Proposition 41 -Re-Allocation of Bond Authorization From One Veterans Program To Another, Better One
Recommendation: Strong Yes.
Long-time readers of this blog (or its predecessors) are aghast: Is that really a “strong yes” on a bond measure? Collect yourselves; it is. The reason is that this is an unusually smart bond measure. Also, as our title suggests, while this is correctly identified as a state bond measure, thanks to our surprisingly fiscally conservative state legislature, we view it as more of a re-allocation of already authorized bonds from one program to another.
First, unlike most initiative-created bond measures, this one is not created by an outside special interest group seeking to shift more money away from the ever-shrinking discretionary funds managed by the legislature. Rather, this initiative finds its roots in Assembly Bill 639, sponsored by State Assembly Majority Leader John Pérez and passed both the Assembly and the State Senate unanimously. So, this is bond measure that has been planned for and is supported by our legislature as opposed to one that is being foisted upon them (as is the case for most bond measures).

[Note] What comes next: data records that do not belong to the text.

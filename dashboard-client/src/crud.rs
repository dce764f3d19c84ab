//! CRUD persistence for employees, roles and stock

use async_trait::async_trait;
use http::Method;
use serde::Serialize;
use shared::error::{AppError, ErrorCode};
use shared::models::{Employee, EmployeeDraft, Role, RoleDraft, StockDraft, StockItem};

use crate::{ClientConfig, ClientError, ClientResult, DataClient, Params};

/// REST collection an entity lives in
#[derive(Debug, Clone, Copy, PartialEq, Eq, Hash)]
pub enum Resource {
    Employees,
    Roles,
    Stock,
}

impl Resource {
    pub const fn path(&self) -> &'static str {
        match self {
            Resource::Employees => "api/employees",
            Resource::Roles => "api/roles",
            Resource::Stock => "api/stock",
        }
    }

    /// Code reported when the server does not know the entity
    pub const fn not_found_code(&self) -> ErrorCode {
        match self {
            Resource::Employees => ErrorCode::EmployeeNotFound,
            Resource::Roles => ErrorCode::RoleNotFound,
            Resource::Stock => ErrorCode::StockItemNotFound,
        }
    }
}

/// Draft that can be written to its collection
pub trait Persistable: Serialize + Send + Sync {
    const RESOURCE: Resource;

    /// `None` for a new entity
    fn id(&self) -> Option<i64>;
}

impl Persistable for EmployeeDraft {
    const RESOURCE: Resource = Resource::Employees;

    fn id(&self) -> Option<i64> {
        self.id
    }
}

impl Persistable for RoleDraft {
    const RESOURCE: Resource = Resource::Roles;

    fn id(&self) -> Option<i64> {
        self.id
    }
}

impl Persistable for StockDraft {
    const RESOURCE: Resource = Resource::Stock;

    fn id(&self) -> Option<i64> {
        self.id
    }
}

/// Persistence callback injected into a form
#[async_trait]
pub trait Persist<D>: Send + Sync {
    async fn save(&self, draft: &D) -> Result<(), AppError>;
}

/// REST implementation of [`Persist`]
///
/// `POST {resource}` creates, `PUT {resource}/{id}` updates.
#[derive(Debug, Clone)]
pub struct CrudClient {
    client: DataClient,
}

impl CrudClient {
    pub fn new(client: DataClient) -> Self {
        Self { client }
    }

    pub fn from_config(config: &ClientConfig) -> ClientResult<Self> {
        Ok(Self::new(config.build_data_client()?))
    }

    pub async fn list_employees(&self) -> ClientResult<Vec<Employee>> {
        self.client
            .get(Resource::Employees.path(), &Params::new())
            .await
    }

    pub async fn list_roles(&self) -> ClientResult<Vec<Role>> {
        self.client.get(Resource::Roles.path(), &Params::new()).await
    }

    pub async fn list_stock(&self) -> ClientResult<Vec<StockItem>> {
        self.client.get(Resource::Stock.path(), &Params::new()).await
    }

    /// Create or update a draft
    pub async fn write<D: Persistable>(&self, draft: &D) -> ClientResult<()> {
        let resource = D::RESOURCE;
        match draft.id() {
            None => {
                self.client
                    .send_no_content(Method::POST, resource.path(), draft)
                    .await
            }
            Some(id) => {
                let path = format!("{}/{}", resource.path(), id);
                self.client.send_no_content(Method::PUT, &path, draft).await
            }
        }
    }
}

#[async_trait]
impl<D: Persistable + 'static> Persist<D> for CrudClient {
    async fn save(&self, draft: &D) -> Result<(), AppError> {
        let resource = D::RESOURCE;
        match self.write(draft).await {
            Ok(()) => {
                tracing::info!(resource = resource.path(), id = ?draft.id(), "Entity saved");
                Ok(())
            }
            Err(ClientError::Http { status: 404, .. }) => {
                tracing::warn!(resource = resource.path(), id = ?draft.id(), "Entity not found on save");
                Err(AppError::new(resource.not_found_code()))
            }
            Err(e) => {
                tracing::warn!(resource = resource.path(), error = %e, "Failed to save entity");
                Err(AppError::save_failed(e.to_string()).with_detail("cause", e.code().code()))
            }
        }
    }
}

#[cfg(test)]
mod tests {
    use super::*;
    use crate::http::tests::CannedHttp;

    #[tokio::test]
    async fn test_lists_read_their_collection() {
        let http = CannedHttp::body(
            r#"[{"id": 2, "role_name": "Barista", "seniority": 3}]"#,
        );
        let roles = CrudClient::new(DataClient::new(http.clone()))
            .list_roles()
            .await
            .unwrap();
        assert_eq!(roles[0].role_name, "Barista");
        assert_eq!(http.seen.lock().unwrap()[0].0, "api/roles");

        let http = CannedHttp::body(
            r#"[{"id": 7, "item_name": "Cups", "quantity": 40, "unit_cost": 0.05}]"#,
        );
        let stock = CrudClient::new(DataClient::new(http.clone()))
            .list_stock()
            .await
            .unwrap();
        assert_eq!(stock[0].quantity, 40);
        assert_eq!(http.seen.lock().unwrap()[0].0, "api/stock");

        let http = CannedHttp::body(
            r#"[{"id": 1, "first_name": "Ana", "last_name": "Ruiz", "email": "ana@pos.test", "branch": "North"}]"#,
        );
        let employees = CrudClient::new(DataClient::new(http.clone()))
            .list_employees()
            .await
            .unwrap();
        assert!(employees[0].is_active);
        assert_eq!(http.seen.lock().unwrap()[0].0, "api/employees");
    }

    #[tokio::test]
    async fn test_list_decode_failure_is_reported() {
        let crud = CrudClient::new(DataClient::new(CannedHttp::body(r#"{"rows": []}"#)));
        let err = crud.list_employees().await.unwrap_err();
        assert_eq!(err.code(), ErrorCode::UnexpectedShape);
    }

    #[tokio::test]
    async fn test_new_draft_is_posted() {
        let http = CannedHttp::body("");
        let crud = CrudClient::new(DataClient::new(http.clone()));
        let draft = RoleDraft {
            role_name: "Barista".into(),
            ..RoleDraft::default()
        };
        crud.save(&draft).await.unwrap();

        let seen = http.seen.lock().unwrap();
        let (path, params) = &seen[0];
        assert_eq!(path, "api/roles");
        assert_eq!(params.get("method").map(String::as_str), Some("POST"));
        assert!(params["body"].contains("\"role_name\":\"Barista\""));
    }

    #[tokio::test]
    async fn test_existing_draft_is_put() {
        let http = CannedHttp::body("{}");
        let crud = CrudClient::new(DataClient::new(http.clone()));
        let draft = StockDraft {
            id: Some(12),
            item_name: "Oat milk".into(),
            ..StockDraft::default()
        };
        crud.save(&draft).await.unwrap();

        let seen = http.seen.lock().unwrap();
        assert_eq!(seen[0].0, "api/stock/12");
        assert_eq!(seen[0].1.get("method").map(String::as_str), Some("PUT"));
    }

    #[tokio::test]
    async fn test_save_errors_map_to_app_errors() {
        let crud = CrudClient::new(DataClient::new(CannedHttp::error(ClientError::Http {
            status: 404,
            body: String::new(),
        })));
        let draft = EmployeeDraft {
            id: Some(3),
            ..EmployeeDraft::default()
        };
        let err = crud.save(&draft).await.unwrap_err();
        assert_eq!(err.code, ErrorCode::EmployeeNotFound);

        let crud = CrudClient::new(DataClient::new(CannedHttp::error(ClientError::Timeout)));
        let err = crud.save(&RoleDraft::default()).await.unwrap_err();
        assert_eq!(err.code, ErrorCode::SaveFailed);
        assert_eq!(err.detail("cause"), Some(&serde_json::json!(3002)));
    }
}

Second, the legislature actually did plan for this measure. They identified an underutilized Cal-Vets program Created in 1922 and most recently funded by initiative in 2008. That program has about $600 million in authorized but unused bonds intended to help vets. So, the legislature de-funded $600 million in that program and passed AB 639 creating Proposition 41 to authorize the same $600 million in bonds be used for a smarter program. We at PolitoMuse are not fans of micro-managing our legislatures, so we would argue that it should be sufficient that the legislature has unanimously found the new program to be superior for us to support it. Nevertheless, the information in the voter guide and on-line suggests that the new program is more specifically directed toward low and very low-income veterans, whereas the old one is not. We think that is sensible. It appears that the problem with the old program was essentially that the vets, who qualified for it, didn’t need it because they have sufficient resources to qualify for market loans. Those that needed it, because they lacked financial resources, couldn’t qualify (see e.g. this LA Times op-ed).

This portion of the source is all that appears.